Others worth considering

DIRECTV NOW
The live streaming version of the satellite TV service. Offers slimmed-down packages starting at $35/month for 60 channels, compatible with a number of platforms and devices.

Hulu
Watch a variety of movies and shows, with shows often available the day after they first air. Subscription plans range from $7.99/month to $39.99/month for Hulu with Live TV.

Amazon Video
The streaming video component of the E-tail giant. With an Amazon Prime membership ($99/year), you can subscribe to 100+ premium channels a la carte.

Streaming speed

How much speed do you need for streaming video? Do you need to upgrade your internet service to successfully cut the cord?

A lot depends on which streaming service(s) you’re using and whether you’re watching standard definition, high definition, 4K, etc. This chart lays out a general baseline for different types of content. Be sure to get specific speed requirements from your streaming service and check with your internet provider to see if you need an upgrade.
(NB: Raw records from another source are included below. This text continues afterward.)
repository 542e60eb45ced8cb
//! Domain entities mirrored from persistent storage.

use serde::{Deserialize, Serialize};
use time::OffsetDateTime;

#[derive(Debug, Clone, PartialEq, Eq, Serialize, Deserialize)]
pub struct CategoryRecord {
    pub id: String,
    pub name: String,
}

#[derive(Debug, Clone, PartialEq, Eq, Serialize, Deserialize)]
pub struct TypeRecord {
    pub id: String,
    pub name: String,
}

/// Blob reference for a monster image.
///
/// `name` addresses the object store; `url` is the location the store resolved
/// for it and may change across re-uploads. The two only ever travel together.
#[derive(Debug, Clone, PartialEq, Eq, Serialize, Deserialize)]
pub struct MonsterImage {
    pub name: String,
    pub url: String,
}

#[derive(Debug, Clone, PartialEq, Serialize, Deserialize)]
pub struct MonsterRecord {
    pub id: String,
    pub name: String,
    pub category: CategoryRecord,
    pub description: String,
    pub length: f32,
    pub weight: u16,
    pub hp: u16,
    pub attack: u16,
    pub defends: u16,
    pub speed: u16,
    pub captured: bool,
    pub image: Option<MonsterImage>,
    pub types: Vec<TypeRecord>,
    #[serde(with = "time::serde::rfc3339")]
    pub created_at: OffsetDateTime,
    #[serde(with = "time::serde::rfc3339")]
    pub updated_at: OffsetDateTime,
}

impl MonsterRecord {
    pub fn type_ids(&self) -> Vec<String> {
        self.types.iter().map(|ty| ty.id.clone()).collect()
    }

    pub fn image_name(&self) -> Option<&str> {
        self.image.as_ref().map(|image| image.name.as_str())
    }
}
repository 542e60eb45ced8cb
//! Translation of raw list parameters into a validated [`MonsterQueryFilter`].

use crate::application::repos::{MonsterQueryFilter, MonsterSort, MonsterSortField, SortDirection};
use crate::domain::error::DomainError;
use crate::domain::monsters::parse_flag;

pub const ORDER_REQUIRES_SORT: &str = "for use order, query parameter sort is required";

/// List parameters as supplied by the caller. Blank values count as absent.
#[derive(Debug, Clone, Default)]
pub struct MonsterListQuery {
    pub name: Option<String>,
    pub captured: Option<String>,
    pub sort: Option<String>,
    pub order: Option<String>,
    pub types: Vec<String>,
}

impl MonsterListQuery {
    /// True when no filter, sort or type parameter was supplied.
    pub fn is_empty(&self) -> bool {
        non_blank(&self.name).is_none()
            && non_blank(&self.captured).is_none()
            && non_blank(&self.sort).is_none()
            && non_blank(&self.order).is_none()
            && self.types.iter().all(|id| id.trim().is_empty())
    }

    pub fn into_filter(self) -> Result<MonsterQueryFilter, DomainError> {
        let name = non_blank(&self.name).map(str::to_string);
        let captured = non_blank(&self.captured)
            .map(|value| parse_flag("captured", value))
            .transpose()?;

        let direction = non_blank(&self.order).map(parse_direction).transpose()?;
        let sort = match (non_blank(&self.sort), direction) {
            (None, Some(_)) => return Err(DomainError::validation(ORDER_REQUIRES_SORT)),
            (None, None) => None,
            (Some(field), direction) => {
                let field = MonsterSortField::parse(field).ok_or_else(|| {
                    DomainError::validation(format!("unsupported sort field `{field}`"))
                })?;
                Some(MonsterSort {
                    field,
                    direction: direction.unwrap_or_default(),
                })
            }
        };

        let mut type_ids: Vec<String> = Vec::with_capacity(self.types.len());
        for id in self.types {
            let id = id.trim();
            if !id.is_empty() && !type_ids.iter().any(|existing| existing == id) {
                type_ids.push(id.to_string());
            }
        }

        Ok(MonsterQueryFilter {
            name,
            captured,
            sort,
            type_ids,
        })
    }
}

fn non_blank(value: &Option<String>) -> Option<&str> {
    value
        .as_deref()
        .map(str::trim)
        .filter(|value| !value.is_empty())
}

fn parse_direction(value: &str) -> Result<SortDirection, DomainError> {
    if value.eq_ignore_ascii_case("asc") {
        Ok(SortDirection::Asc)
    } else if value.eq_ignore_ascii_case("desc") {
        Ok(SortDirection::Desc)
    } else {
        Err(DomainError::validation(format!(
            "order must be `asc` or `desc`, got `{value}`"
        )))
    }
}
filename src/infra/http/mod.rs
pub mod api;
mod middleware;

pub use api::{ApiState, build_api_router};
pub use middleware::RequestContext;

use std::sync::Arc;

use async_trait::async_trait;
use axum::extract::State;
use axum::http::StatusCode;
use axum::response::{IntoResponse, Response};
use axum::routing::get;
use axum::{Router, middleware as axum_middleware};
use sqlx::Error as SqlxError;

use crate::application::error::ErrorReport;
use crate::infra::db::PostgresRepositories;

use middleware::{log_responses, set_request_context};

/// Liveness check against the relational store.
#[async_trait]
pub trait HealthProbe: Send + Sync {
    async fn check(&self) -> Result<(), SqlxError>;
}

#[async_trait]
impl HealthProbe for PostgresRepositories {
    async fn check(&self) -> Result<(), SqlxError> {
        self.health_check().await
    }
}

#[derive(Clone)]
pub struct RouterState {
    pub api: ApiState,
    pub health: Arc<dyn HealthProbe>,
}

pub fn build_router(state: RouterState) -> Router {
    let max_image_bytes = state.api.max_image_bytes;
    let api = build_api_router(max_image_bytes).with_state(state.api.clone());

    Router::new()
        .route("/health", get(health))
        .with_state(state)
        .merge(api)
        .layer(axum_middleware::from_fn(log_responses))
        .layer(axum_middleware::from_fn(set_request_context))
}

async fn health(State(state): State<RouterState>) -> Response {
    db_health_response(state.health.check().await)
}

fn db_health_response(result: Result<(), SqlxError>) -> Response {
    match result {
        Ok(()) => StatusCode::NO_CONTENT.into_response(),
        Err(err) => {
            let mut response = StatusCode::SERVICE_UNAVAILABLE.into_response();
            ErrorReport::from_error(
                "infra::http::db_health",
                StatusCode::SERVICE_UNAVAILABLE,
                &err,
            )
            .attach(&mut response);
            response
        }
    }
}
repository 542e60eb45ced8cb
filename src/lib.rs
//! Monster catalog service: a relational store, an image blob store and a TTL cache
//! kept consistent by a single write coordinator.

pub mod application;
pub mod cache;
pub mod config;
pub mod domain;
pub mod infra;
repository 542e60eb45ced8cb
//! Cache configuration.

use std::time::Duration;

const DEFAULT_TTL_SECS: u64 = 60 * 60;
const DEFAULT_QUEUE_CAPACITY: usize = 1024;
const DEFAULT_SWEEP_INTERVAL_SECS: u64 = 60;

#[derive(Debug, Clone)]
pub struct CacheConfig {
    /// Serve unfiltered and detail reads from the cache.
    pub enabled: bool,
    /// Fixed lifetime of every entry.
    pub ttl_seconds: u64,
    /// Pending populate/invalidate commands before new ones are dropped.
    pub queue_capacity: usize,
    /// How often the worker purges expired entries.
    pub sweep_interval_seconds: u64,
}

impl Default for CacheConfig {
    fn default() -> Self {
        Self {
            enabled: true,
            ttl_seconds: DEFAULT_TTL_SECS,
            queue_capacity: DEFAULT_QUEUE_CAPACITY,
            sweep_interval_seconds: DEFAULT_SWEEP_INTERVAL_SECS,
        }
    }
}

impl From<&crate::config::CacheSettings> for CacheConfig {
    fn from(settings: &crate::config::CacheSettings) -> Self {
        Self {
            enabled: settings.enabled,
            ttl_seconds: settings.ttl.as_secs(),
            queue_capacity: settings.queue_capacity.get(),
            sweep_interval_seconds: settings.sweep_interval.as_secs(),
        }
    }
}

impl CacheConfig {
    pub fn ttl(&self) -> Duration {
        Duration::from_secs(self.ttl_seconds)
    }

    pub fn sweep_interval(&self) -> Duration {
        Duration::from_secs(self.sweep_interval_seconds.max(1))
    }

    /// Queue capacity clamped to at least one slot.
    pub fn queue_capacity_non_zero(&self) -> usize {
        self.queue_capacity.max(1)
    }
}
use std::sync::Once;

use metrics::{Unit, describe_counter, describe_gauge};
use tracing_error::ErrorLayer;
use tracing_subscriber::{
    EnvFilter, fmt,
    layer::{Layer, SubscriberExt},
    util::SubscriberInitExt,
};

use crate::cache::{
    METRIC_CACHE_ENTRIES, METRIC_CACHE_EVENT_DROPPED, METRIC_CACHE_FILL_DISCARDED,
    METRIC_CACHE_HIT, METRIC_CACHE_MISS,
};
use crate::config::{LogFormat, LoggingSettings};

use super::error::InfraError;
use super::storage::METRIC_BLOB_DELETE_UNCONFIRMED;

static METRIC_DESCRIPTIONS: Once = Once::new();

/// Install a global tracing subscriber using the provided logging settings.
pub fn init(logging: &LoggingSettings) -> Result<(), InfraError> {
    describe_metrics();

    let env_filter = EnvFilter::builder()
        .with_default_directive(logging.level.into())
        .from_env_lossy();

    let fmt_layer = match logging.format {
        LogFormat::Json => fmt::layer()
            .json()
            .with_current_span(true)
            .with_span_list(true)
            .with_target(true)
            .boxed(),
        LogFormat::Compact => fmt::layer().compact().with_target(true).boxed(),
    };

    tracing_subscriber::registry()
        .with(env_filter)
        .with(ErrorLayer::default())
        .with(fmt_layer)
        .try_init()
        .map_err(|err| {
            InfraError::telemetry(format!("failed to install tracing subscriber: {err}"))
        })
}

/// Register units and help text for the catalog read cache and the blob adapter.
fn describe_metrics() {
    METRIC_DESCRIPTIONS.call_once(|| {
        describe_counter!(
            METRIC_CACHE_HIT,
            Unit::Count,
            "Catalog reads answered from the TTL cache, by key family (monster_list, monster_detail, categories, types)."
        );
        describe_counter!(
            METRIC_CACHE_MISS,
            Unit::Count,
            "Catalog reads that went to Postgres because the key was absent, expired or undecodable."
        );
        describe_counter!(
            METRIC_CACHE_EVENT_DROPPED,
            Unit::Count,
            "Cache store/invalidate commands dropped because the trigger queue was full."
        );
        describe_counter!(
            METRIC_CACHE_FILL_DISCARDED,
            Unit::Count,
            "Read-through fills discarded because a write invalidated the key while the read was loading."
        );
        describe_gauge!(
            METRIC_CACHE_ENTRIES,
            Unit::Count,
            "Monster, list and reference payloads held after the last expiry sweep."
        );
        describe_counter!(
            METRIC_BLOB_DELETE_UNCONFIRMED,
            Unit::Count,
            "Image deletes whose object was still visible after the last HEAD check."
        );
    });
}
To put the figures in context, the nationwide average for internet speed is 18.7 Mbps (megabits per second). Delaware (25.2 Mbps) is the fastest state and Idaho (12.0 Mbps) the slowest.

Required internet speeds for video streaming, 1.0 Mbps to 25 Mbps
Source: Internet Speed Requirements for Video Streaming, Lifewire.com

Cord-cutting savings chart

The Simple Dollar has an easy way for you to calculate your savings and track your spending with cord-cutting substitutes.
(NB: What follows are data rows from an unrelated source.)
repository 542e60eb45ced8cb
use thiserror::Error;

#[derive(Debug, Error)]
pub enum DomainError {
    #[error("domain validation failed: {message}")]
    Validation { message: String },
    #[error("domain invariant violated: {message}")]
    Invariant { message: String },
}

impl DomainError {
    pub fn validation(message: impl Into<String>) -> Self {
        Self::Validation {
            message: message.into(),
        }
    }

    pub fn invariant(message: impl Into<String>) -> Self {
        Self::Invariant {
            message: message.into(),
        }
    }
}
use sqlx::error::ErrorKind;

use crate::application::repos::RepoError;

/// Classify a driver error. Foreign-key violations surface as `ConstraintViolation` so
/// callers never inspect backend messages.
pub fn map_sqlx_error(err: sqlx::Error) -> RepoError {
    match err {
        sqlx::Error::RowNotFound => RepoError::NotFound,
        sqlx::Error::Database(db) if matches!(db.kind(), ErrorKind::ForeignKeyViolation) => {
            RepoError::ConstraintViolation {
                constraint: db.constraint().unwrap_or("unknown").to_string(),
            }
        }
        sqlx::Error::Database(db)
            if db
                .message()
                .contains("canceling statement due to user request") =>
        {
            RepoError::Timeout
        }
        sqlx::Error::PoolTimedOut => RepoError::Timeout,
        other => RepoError::from_persistence(other),
    }
}

/// Narrow a stored INTEGER column back to its domain width.
pub(crate) fn stat_from_column(column: &'static str, value: i32) -> Result<u16, RepoError> {
    u16::try_from(value)
        .map_err(|_| RepoError::from_persistence(format!("{column} out of range: {value}")))
}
Stay Under Budget When You Cut the Cord
Download Printable PDF

Save or spend more? It’s up to you

If you’re someone who wants to binge watch shows over the weekend, it may be worth it to pay more. However, if you just want to catch your favorite network TV shows when they air, you can probably get by with just an antenna.
Ultimately, how much you spend or save is up to you based on your desired TV watching habits:

The frugal scenario

You cancel your pay-TV service, get an HD antenna for $20-$50 and indulge yourself with an occasional download or box rental. Instead of channel-surfing, you search YouTube for things to watch free. Play your cards right, and you could save several hundred dollars a year, or more.

The midway scenario

Cut the cord (or ditch the dish), buy a moderately priced smart TV and streaming device, and get an affordably priced streaming subscription. Counting the one-time expenses for new hardware, it could be several months before you see any savings.

The worst-case scenario

Oh, boy. Between new gadgets and multiple streaming subscriptions and an internet speed upgrade, going to extremes after cutting the cord could save you no money at all. At worst, it could even cost you more.
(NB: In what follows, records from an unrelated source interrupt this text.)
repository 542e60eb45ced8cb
//! Monster catalog handlers.

use std::path::Path as FsPath;

use axum::Json;
use axum::extract::multipart::MultipartError;
use axum::extract::{Multipart, Path, State};
use axum::http::StatusCode;
use axum::response::IntoResponse;
use axum_extra::extract::Query;

use crate::application::monsters::{
    CreateMonsterCommand, MonsterImageUpload, UpdateMonsterCommand,
};
use crate::domain::monsters::MonsterPatch;

use super::actor::RequireActor;
use super::error::{ApiError, catalog_to_api, codes};
use super::models::{CapturedRequest, MonsterListParams, SuccessResponse};
use super::state::ApiState;

const SOURCE: &str = "infra::http::api::monsters";
const IMAGE_FIELD: &str = "image";
const TYPE_FIELD: &str = "type_id";
const IMAGE_EXTENSIONS: [&str; 3] = ["jpeg", "jpg", "png"];

pub async fn list_monsters(
    State(state): State<ApiState>,
    Query(params): Query<MonsterListParams>,
) -> Result<impl IntoResponse, ApiError> {
    let monsters = state
        .catalog
        .list_monsters(params.into())
        .await
        .map_err(|err| catalog_to_api(SOURCE, err))?;
    Ok(Json(monsters))
}

pub async fn get_monster(
    State(state): State<ApiState>,
    Path(id): Path<String>,
) -> Result<impl IntoResponse, ApiError> {
    let monster = state
        .catalog
        .find_monster(&id)
        .await
        .map_err(|err| catalog_to_api(SOURCE, err))?;
    Ok(Json(monster))
}

pub async fn create_monster(
    State(state): State<ApiState>,
    RequireActor(actor): RequireActor,
    multipart: Multipart,
) -> Result<impl IntoResponse, ApiError> {
    let form = read_monster_form(multipart, state.max_image_bytes).await?;
    let fields = form
        .patch
        .into_new_fields()
        .map_err(|err| catalog_to_api(SOURCE, err.into()))?;
    let image = form
        .image
        .ok_or_else(|| ApiError::invalid_input("image is required").with_source(SOURCE))?;

    let command = CreateMonsterCommand {
        name: fields.name,
        category_id: fields.category_id,
        description: fields.description,
        length: fields.length,
        weight: fields.weight,
        hp: fields.hp,
        attack: fields.attack,
        defends: fields.defends,
        speed: fields.speed,
        type_ids: form.type_ids,
        image,
    };

    let record = state
        .monsters
        .create(&actor, command)
        .await
        .map_err(|err| catalog_to_api(SOURCE, err))?;
    Ok((StatusCode::CREATED, Json(record)))
}

pub async fn update_monster(
    State(state): State<ApiState>,
    RequireActor(actor): RequireActor,
    Path(id): Path<String>,
    multipart: Multipart,
) -> Result<impl IntoResponse, ApiError> {
    let form = read_monster_form(multipart, state.max_image_bytes).await?;
    let command = UpdateMonsterCommand {
        patch: form.patch,
        type_ids: form.type_ids,
        image: form.image,
    };

    let record = state
        .monsters
        .update(&actor, &id, command)
        .await
        .map_err(|err| catalog_to_api(SOURCE, err))?;
    Ok(Json(record))
}

pub async fn mark_captured(
    State(state): State<ApiState>,
    RequireActor(actor): RequireActor,
    Path(id): Path<String>,
    Json(payload): Json<CapturedRequest>,
) -> Result<impl IntoResponse, ApiError> {
    let success = state
        .monsters
        .mark_captured(&actor, &id, payload.captured)
        .await
        .map_err(|err| catalog_to_api(SOURCE, err))?;
    Ok(Json(SuccessResponse { success }))
}

pub async fn delete_monster(
    State(state): State<ApiState>,
    RequireActor(actor): RequireActor,
    Path(id): Path<String>,
) -> Result<impl IntoResponse, ApiError> {
    let success = state
        .monsters
        .delete(&actor, &id)
        .await
        .map_err(|err| catalog_to_api(SOURCE, err))?;
    Ok(Json(SuccessResponse { success }))
}

pub async fn list_categories(State(state): State<ApiState>) -> Result<impl IntoResponse, ApiError> {
    let categories = state
        .catalog
        .list_categories()
        .await
        .map_err(|err| catalog_to_api(SOURCE, err))?;
    Ok(Json(categories))
}

pub async fn list_types(State(state): State<ApiState>) -> Result<impl IntoResponse, ApiError> {
    let types = state
        .catalog
        .list_types()
        .await
        .map_err(|err| catalog_to_api(SOURCE, err))?;
    Ok(Json(types))
}

#[derive(Debug, Default)]
struct MonsterForm {
    patch: MonsterPatch,
    type_ids: Vec<String>,
    image: Option<MonsterImageUpload>,
}

async fn read_monster_form(
    mut multipart: Multipart,
    max_image_bytes: usize,
) -> Result<MonsterForm, ApiError> {
    let mut form = MonsterForm::default();

    while let Some(field) = multipart.next_field().await.map_err(multipart_to_api)? {
        let Some(name) = field.name().map(str::to_string) else {
            continue;
        };

        if name == IMAGE_FIELD {
            let filename = field
                .file_name()
                .map(str::to_string)
                .unwrap_or_default();
            let content_type = field
                .content_type()
                .map(str::to_string)
                .unwrap_or_default();
            let data = field.bytes().await.map_err(multipart_to_api)?;
            let upload = MonsterImageUpload {
                filename,
                content_type,
                data,
            };
            validate_image(&upload, max_image_bytes)?;
            form.image = Some(upload);
            continue;
        }

        let value = field.text().await.map_err(multipart_to_api)?;
        if name == TYPE_FIELD {
            form.type_ids.push(value);
            continue;
        }

        let patch = &mut form.patch;
        let slot = match name.as_str() {
            "name" => &mut patch.name,
            "category_id" => &mut patch.category_id,
            "description" => &mut patch.description,
            "length" => &mut patch.length,
            "weight" => &mut patch.weight,
            "hp" => &mut patch.hp,
            "attack" => &mut patch.attack,
            "defends" => &mut patch.defends,
            "speed" => &mut patch.speed,
            "captured" => &mut patch.captured,
            _ => continue,
        };
        *slot = Some(value);
    }

    Ok(form)
}

fn validate_image(upload: &MonsterImageUpload, max_image_bytes: usize) -> Result<(), ApiError> {
    let extension = FsPath::new(&upload.filename)
        .extension()
        .and_then(|ext| ext.to_str())
        .map(str::to_ascii_lowercase);
    let allowed = extension
        .as_deref()
        .is_some_and(|ext| IMAGE_EXTENSIONS.contains(&ext));
    if !allowed {
        return Err(ApiError::invalid_input(format!(
            "image must be one of {}",
            IMAGE_EXTENSIONS.join(", ")
        ))
        .with_source(SOURCE));
    }
    if upload.data.is_empty() {
        return Err(ApiError::invalid_input("image is empty").with_source(SOURCE));
    }
    if upload.data.len() > max_image_bytes {
        return Err(ApiError::payload_too_large(max_image_bytes).with_source(SOURCE));
    }
    Ok(())
}

fn multipart_to_api(err: MultipartError) -> ApiError {
    if err.status() == StatusCode::PAYLOAD_TOO_LARGE {
        return ApiError::new(
            StatusCode::PAYLOAD_TOO_LARGE,
            codes::PAYLOAD_TOO_LARGE,
            "Request body too large",
            Some(err.body_text()),
        )
        .with_source(SOURCE);
    }
    ApiError::bad_request("invalid multipart payload", Some(err.body_text())).with_source(SOURCE)
}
How to cut the cord and win

Some cord-cutters succeed at finding a compromise between savings and entertainment. Others assemble a complicated patchwork of devices and streaming services and wind up shelling out more money than they did with their old pay-TV provider.

To stay in the first group, monitor your costs closely and be prepared to make hard decisions. With a little research and diligence, it is possible to cut the cord without defeating the purpose.